**ACTIVITY:** For the material below, return exactly the lines starting at the line containing "return resolved;" and ending at the line containing "use std::os::unix::fs::OpenOptionsExt;", both ends included, and no others.

**DATASET ENTRIES:**

++++++++++

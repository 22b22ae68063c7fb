//! Best-effort cross-process lock for the cache file.
//!
//! Cooperating client processes serialize their read-reconcile-replace
//! sequences through an exclusive lock on a sibling `<cache>.lock` file. The
//! lock is advisory in both senses: non-cooperating readers (backup tools)
//! are protected by the atomic rename in the codec instead, and a lock that
//! cannot be acquired within the timeout is broken rather than honoured:
//! losing an uncoordinated race is strictly better than skipping a sync
//! because an earlier process died holding the lock.

use fs2::FileExt;
use log::warn;
use std::fs::{self, File, OpenOptions};
use std::path::{Path, PathBuf};
use std::time::{Duration, Instant};

/// How long to sleep between lock attempts while waiting.
const RETRY_INTERVAL: Duration = Duration::from_millis(100);

/// Holds the cache lock for the lifetime of the guard.
///
/// Acquisition never fails: on timeout, or on any error from the underlying
/// primitive, the guard is returned unlocked and the stale lock file is
/// removed so the next process does not inherit the stuck state.
#[derive(Debug)]
pub struct AdvisoryFileLock {
    file: Option<File>,
    lock_path: PathBuf,
}

impl AdvisoryFileLock {
    /// Acquire the lock guarding `cache_path`, waiting up to `timeout`.
    pub fn acquire(cache_path: &Path, timeout: Duration) -> Self {
        let lock_path = lock_path_for(cache_path);

        let file = match open_lock_file(&lock_path) {
            Ok(file) => file,
            Err(error) => {
                warn!(
                    "could not open lock file {}: {error}; continuing without lock",
                    lock_path.display()
                );
                return Self { file: None, lock_path };
            }
        };

        let deadline = Instant::now() + timeout;
        loop {
            match file.try_lock_exclusive() {
                Ok(()) => {
                    return Self {
                        file: Some(file),
                        lock_path,
                    };
                }
                Err(error) if error.kind() == std::io::ErrorKind::WouldBlock => {
                    if Instant::now() >= deadline {
                        break;
                    }
                    std::thread::sleep(RETRY_INTERVAL);
                }
                Err(error) => {
                    warn!(
                        "locking {} failed: {error}; continuing without lock",
                        lock_path.display()
                    );
                    break;
                }
            }
        }

        // There shouldn't be congestion for this lock; failing to get it
        // usually means a holder was killed before it could release. Break
        // the stale lock so the next process starts clean.
        warn!(
            "could not lock {} within {:?}; breaking stale lock and continuing",
            lock_path.display(),
            timeout
        );
        let _ = fs::remove_file(&lock_path);
        Self { file: None, lock_path }
    }

    /// Whether the underlying lock is actually held.
    pub fn is_held(&self) -> bool {
        self.file.is_some()
    }
}

impl Drop for AdvisoryFileLock {
    fn drop(&mut self) {
        if let Some(file) = self.file.take() {
            if let Err(error) = fs2::FileExt::unlock(&file) {
                warn!("failed to release {}: {error}", self.lock_path.display());
            }
        }
    }
}

/// Lock-file path derived from the canonicalised cache path, so processes
/// that spell the cache path differently still contend on one lock.
fn lock_path_for(cache_path: &Path) -> PathBuf {
    let resolved = canonicalish(cache_path);
    let mut file_name = resolved.file_name().unwrap_or_default().to_os_string();
    file_name.push(".lock");
    resolved.with_file_name(file_name)
}

/// Canonicalise as far as the filesystem allows. The cache file itself may
/// not exist yet (first run), in which case the parent is resolved instead.
fn canonicalish(path: &Path) -> PathBuf {
    if let Ok(resolved) = path.canonicalize() {
        return resolved;
    }
    match (path.parent(), path.file_name()) {
        (Some(parent), Some(file_name)) => match parent.canonicalize() {
            Ok(resolved_parent) => resolved_parent.join(file_name),
            Err(_) => path.to_path_buf(),
        },
        _ => path.to_path_buf(),
    }
}

fn open_lock_file(path: &Path) -> std::io::Result<File> {
    let mut options = OpenOptions::new();
    options.read(true).write(true).create(true);
    #[cfg(unix)]
    {
        use std::os::unix::fs::OpenOptionsExt;
        options.mode(0o600);
    }
    options.open(path)
}

#[cfg(test)]
mod tests {
    use super::*;
    use tempfile::tempdir;

    #[test]
    fn test_acquire_and_release() {
        let dir = tempdir().unwrap();
        let cache = dir.path().join("objects.cache");

        let guard = AdvisoryFileLock::acquire(&cache, Duration::from_secs(1));
        assert!(guard.is_held());
        drop(guard);

        // Released: a second acquisition succeeds immediately.
        let guard = AdvisoryFileLock::acquire(&cache, Duration::from_secs(1));
        assert!(guard.is_held());
    }

    #[test]
    fn test_same_cache_different_spelling_share_a_lock() {
        let dir = tempdir().unwrap();
        let cache = dir.path().join("objects.cache");
        let spelled_differently = dir.path().join("sub").join("..").join("objects.cache");
        fs::create_dir(dir.path().join("sub")).unwrap();

        assert_eq!(lock_path_for(&cache), lock_path_for(&spelled_differently));
    }

    #[test]
    fn test_contention_breaks_stale_lock_and_proceeds() {
        let dir = tempdir().unwrap();
        let cache = dir.path().join("objects.cache");

        let holder = AdvisoryFileLock::acquire(&cache, Duration::from_secs(1));
        assert!(holder.is_held());

        // Same process re-locking through a second handle blocks, times out,
        // and proceeds anyway.
        let second = AdvisoryFileLock::acquire(&cache, Duration::from_millis(300));
        assert!(!second.is_held());
    }
}
//! Keygen module: random valid key pairs
//!
//! Draws `2 * len` distinct letters from the ASCII alphabet and splits
//! them into two keys. Pairs built this way always validate, since no
//! letter can appear twice anywhere.

use rand::seq::SliceRandom;
use rand::Rng;
use thiserror::Error;

/// Letters a generated key pair draws from
const ALPHABET: &[char] = &[
    'a', 'b', 'c', 'd', 'e', 'f', 'g', 'h', 'i', 'j', 'k', 'l', 'm', 'n', 'o', 'p', 'q', 'r', 's',
    't', 'u', 'v', 'w', 'x', 'y', 'z',
];

/// Longest possible key: two keys must fit in one 26-letter alphabet
pub const MAX_KEY_LEN: usize = ALPHABET.len() / 2;

/// Errors produced by key generation
#[derive(Debug, Clone, Copy, PartialEq, Eq, Error)]
pub enum KeygenError {
    /// Requested length is zero or leaves too few letters for two keys
    #[error("key length must be between 1 and {MAX_KEY_LEN}")]
    BadLength,
}

/// Generate a random valid key pair of the given length
pub fn generate(len: usize) -> Result<(String, String), KeygenError> {
    generate_with_rng(len, &mut rand::thread_rng())
}

/// Generate with a specific RNG (for testing)
pub fn generate_with_rng<R: Rng>(len: usize, rng: &mut R) -> Result<(String, String), KeygenError> {
    if len == 0 || len > MAX_KEY_LEN {
        return Err(KeygenError::BadLength);
    }

    let mut pool: Vec<char> = ALPHABET.to_vec();
    pool.shuffle(rng);

    let key_a: String = pool[..len].iter().collect();
    let key_b: String = pool[len..2 * len].iter().collect();

    Ok((key_a, key_b))
}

++++++++++

**YOUR SOLUTION:**
        return resolved;
    }
    match (path.parent(), path.file_name()) {
        (Some(parent), Some(file_name)) => match parent.canonicalize() {
            Ok(resolved_parent) => resolved_parent.join(file_name),
            Err(_) => path.to_path_buf(),
        },
        _ => path.to_path_buf(),
    }
}

fn open_lock_file(path: &Path) -> std::io::Result<File> {
    let mut options = OpenOptions::new();
    options.read(true).write(true).create(true);
    #[cfg(unix)]
    {
        use std::os::unix::fs::OpenOptionsExt;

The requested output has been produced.